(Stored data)
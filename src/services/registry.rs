use super::{BackendFactory, DialogueClient, SpeechRecognizer, SpeechSynthesizer};
use crate::config::{Fingerprint, Settings};
use crate::error::ConfigError;
use parking_lot::Mutex;
use std::sync::Arc;
use tracing::{debug, info, warn};

/// The three backends a turn runs against
///
/// Always built and replaced together so a turn never mixes backends from
/// different settings.
#[derive(Clone)]
pub struct Services {
    pub recognizer: Arc<dyn SpeechRecognizer>,
    pub dialogue: Arc<dyn DialogueClient>,
    pub synthesizer: Arc<dyn SpeechSynthesizer>,
}

#[derive(Default)]
struct RegistryInner {
    /// Settings the current services were built from; `None` means stale
    fingerprint: Option<Fingerprint>,
    services: Option<Services>,
    /// Bumped by `invalidate` so a build racing with it is not marked fresh
    generation: u64,
}

/// Lazily (re)built backend triple keyed by settings fingerprint
pub struct ServiceRegistry {
    factory: Arc<dyn BackendFactory>,
    inner: Mutex<RegistryInner>,
}

impl ServiceRegistry {
    pub fn new(factory: Arc<dyn BackendFactory>) -> Self {
        Self {
            factory,
            inner: Mutex::new(RegistryInner::default()),
        }
    }

    /// Make sure services built from `settings` are available
    ///
    /// Returns the cached triple when the fingerprint matches. Otherwise builds
    /// recognition, dialogue and synthesis in that order; any failure empties
    /// the registry.
    ///
    /// Not reentrant: callers must not run two of these concurrently.
    pub async fn ensure_valid(&self, settings: &Settings) -> Result<Services, ConfigError> {
        let fingerprint = settings.fingerprint();

        let generation = {
            let inner = self.inner.lock();
            if inner.fingerprint == Some(fingerprint) {
                if let Some(services) = &inner.services {
                    debug!("Services up to date ({})", fingerprint);
                    return Ok(services.clone());
                }
            }
            inner.generation
        };

        info!("Building services for settings {}", fingerprint);

        match self.build(settings).await {
            Ok(services) => {
                let mut inner = self.inner.lock();
                inner.services = Some(services.clone());
                if inner.generation == generation {
                    inner.fingerprint = Some(fingerprint);
                } else {
                    debug!("Registry invalidated during build, leaving it stale");
                    inner.fingerprint = None;
                }
                info!("Services ready");
                Ok(services)
            }
            Err(e) => {
                let mut inner = self.inner.lock();
                inner.services = None;
                inner.fingerprint = None;
                warn!("Service initialization failed: {}", e);
                Err(e)
            }
        }
    }

    /// Force the next `ensure_valid` to rebuild
    pub fn invalidate(&self) {
        let mut inner = self.inner.lock();
        inner.fingerprint = None;
        inner.generation += 1;
        debug!("Service registry invalidated");
    }

    /// Whether cached services match `settings`
    pub fn is_valid_for(&self, settings: &Settings) -> bool {
        let inner = self.inner.lock();
        inner.services.is_some() && inner.fingerprint == Some(settings.fingerprint())
    }

    pub fn has_services(&self) -> bool {
        self.inner.lock().services.is_some()
    }

    async fn build(&self, settings: &Settings) -> Result<Services, ConfigError> {
        settings.conversation.validate()?;

        settings.recognition.validate()?;
        let recognizer = self
            .factory
            .recognizer(&settings.recognition)
            .await
            .map_err(|e| construction("recognition", e))?;
        debug!("Recognizer ready ({:?})", settings.recognition.kind);

        settings.dialogue.validate()?;
        let dialogue = self
            .factory
            .dialogue(&settings.dialogue)
            .await
            .map_err(|e| construction("dialogue", e))?;
        debug!("Dialogue client ready ({})", settings.dialogue.kind.as_str());

        settings.synthesis.validate()?;
        let synthesizer = self
            .factory
            .synthesizer(&settings.synthesis)
            .await
            .map_err(|e| construction("synthesis", e))?;
        debug!("Synthesizer ready ({:?})", settings.synthesis.kind);

        Ok(Services {
            recognizer,
            dialogue,
            synthesizer,
        })
    }
}

fn construction(backend: &'static str, error: anyhow::Error) -> ConfigError {
    ConfigError::Construction {
        backend,
        reason: format!("{:#}", error),
    }
}

#[cfg(test)]
mod tests {
    use super::*;
    use crate::config::{DialogueSettings, RecognitionSettings, SynthesisSettings};
    use crate::llm::DialogueRequest;
    use crate::services::PlaybackHandle;
    use async_trait::async_trait;
    use std::path::PathBuf;
    use std::sync::atomic::{AtomicUsize, Ordering};

    struct Nothing;

    #[async_trait]
    impl SpeechRecognizer for Nothing {
        async fn recognize(&self, _samples: &[i16]) -> anyhow::Result<String> {
            Ok(String::new())
        }
    }

    #[async_trait]
    impl DialogueClient for Nothing {
        async fn send(&self, _request: &DialogueRequest) -> anyhow::Result<String> {
            Ok(String::new())
        }
    }

    #[async_trait]
    impl SpeechSynthesizer for Nothing {
        async fn speak(&self, _text: &str) -> anyhow::Result<Box<dyn PlaybackHandle>> {
            anyhow::bail!("silent")
        }
    }

    #[derive(Default)]
    struct CountingFactory {
        builds: AtomicUsize,
        fail_synthesis: bool,
    }

    #[async_trait]
    impl BackendFactory for CountingFactory {
        async fn recognizer(
            &self,
            _settings: &RecognitionSettings,
        ) -> anyhow::Result<Arc<dyn SpeechRecognizer>> {
            self.builds.fetch_add(1, Ordering::SeqCst);
            Ok(Arc::new(Nothing))
        }

        async fn dialogue(
            &self,
            _settings: &DialogueSettings,
        ) -> anyhow::Result<Arc<dyn DialogueClient>> {
            Ok(Arc::new(Nothing))
        }

        async fn synthesizer(
            &self,
            _settings: &SynthesisSettings,
        ) -> anyhow::Result<Arc<dyn SpeechSynthesizer>> {
            if self.fail_synthesis {
                anyhow::bail!("voice not installed");
            }
            Ok(Arc::new(Nothing))
        }
    }

    fn settings() -> Settings {
        let mut settings = Settings::default();
        settings.recognition.model_path = Some(PathBuf::from("/models/base.bin"));
        settings.dialogue.api_key = Some("sk-test".to_string());
        settings
    }

    #[tokio::test]
    async fn test_builds_once_per_fingerprint() {
        let factory = Arc::new(CountingFactory::default());
        let registry = ServiceRegistry::new(factory.clone());

        registry.ensure_valid(&settings()).await.unwrap();
        registry.ensure_valid(&settings()).await.unwrap();

        assert_eq!(factory.builds.load(Ordering::SeqCst), 1);
        assert!(registry.is_valid_for(&settings()));
    }

    #[tokio::test]
    async fn test_settings_change_rebuilds() {
        let factory = Arc::new(CountingFactory::default());
        let registry = ServiceRegistry::new(factory.clone());
        registry.ensure_valid(&settings()).await.unwrap();

        let mut changed = settings();
        changed.dialogue.model = "gpt-4o".to_string();
        assert!(!registry.is_valid_for(&changed));

        registry.ensure_valid(&changed).await.unwrap();
        assert_eq!(factory.builds.load(Ordering::SeqCst), 2);
    }

    #[tokio::test]
    async fn test_invalidate_forces_rebuild() {
        let factory = Arc::new(CountingFactory::default());
        let registry = ServiceRegistry::new(factory.clone());
        registry.ensure_valid(&settings()).await.unwrap();

        registry.invalidate();
        assert!(registry.has_services());
        assert!(!registry.is_valid_for(&settings()));

        registry.ensure_valid(&settings()).await.unwrap();
        assert_eq!(factory.builds.load(Ordering::SeqCst), 2);
    }

    #[tokio::test]
    async fn test_missing_field_leaves_registry_empty() {
        let registry = ServiceRegistry::new(Arc::new(CountingFactory::default()));
        registry.ensure_valid(&settings()).await.unwrap();

        let mut broken = settings();
        broken.dialogue.api_key = None;
        let result = registry.ensure_valid(&broken).await;

        assert!(matches!(result, Err(ConfigError::MissingField { field: "api_key", .. })));
        assert!(!registry.has_services());
        assert!(!registry.is_valid_for(&settings()));
    }

    #[tokio::test]
    async fn test_construction_failure_rolls_back() {
        let factory = Arc::new(CountingFactory {
            fail_synthesis: true,
            ..Default::default()
        });
        let registry = ServiceRegistry::new(factory);

        let result = registry.ensure_valid(&settings()).await;
        match result {
            Err(ConfigError::Construction { backend, reason }) => {
                assert_eq!(backend, "synthesis");
                assert!(reason.contains("voice not installed"));
            }
            Err(other) => panic!("unexpected error: {}", other),
            Ok(_) => panic!("expected failure"),
        }
        assert!(!registry.has_services());
    }
}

■ PROBLEM TO WORK ON
Among the entries, copy every line containing the word "derive".

■ REPLY
#[derive(Clone)]
#[derive(Default)]
    #[derive(Default)]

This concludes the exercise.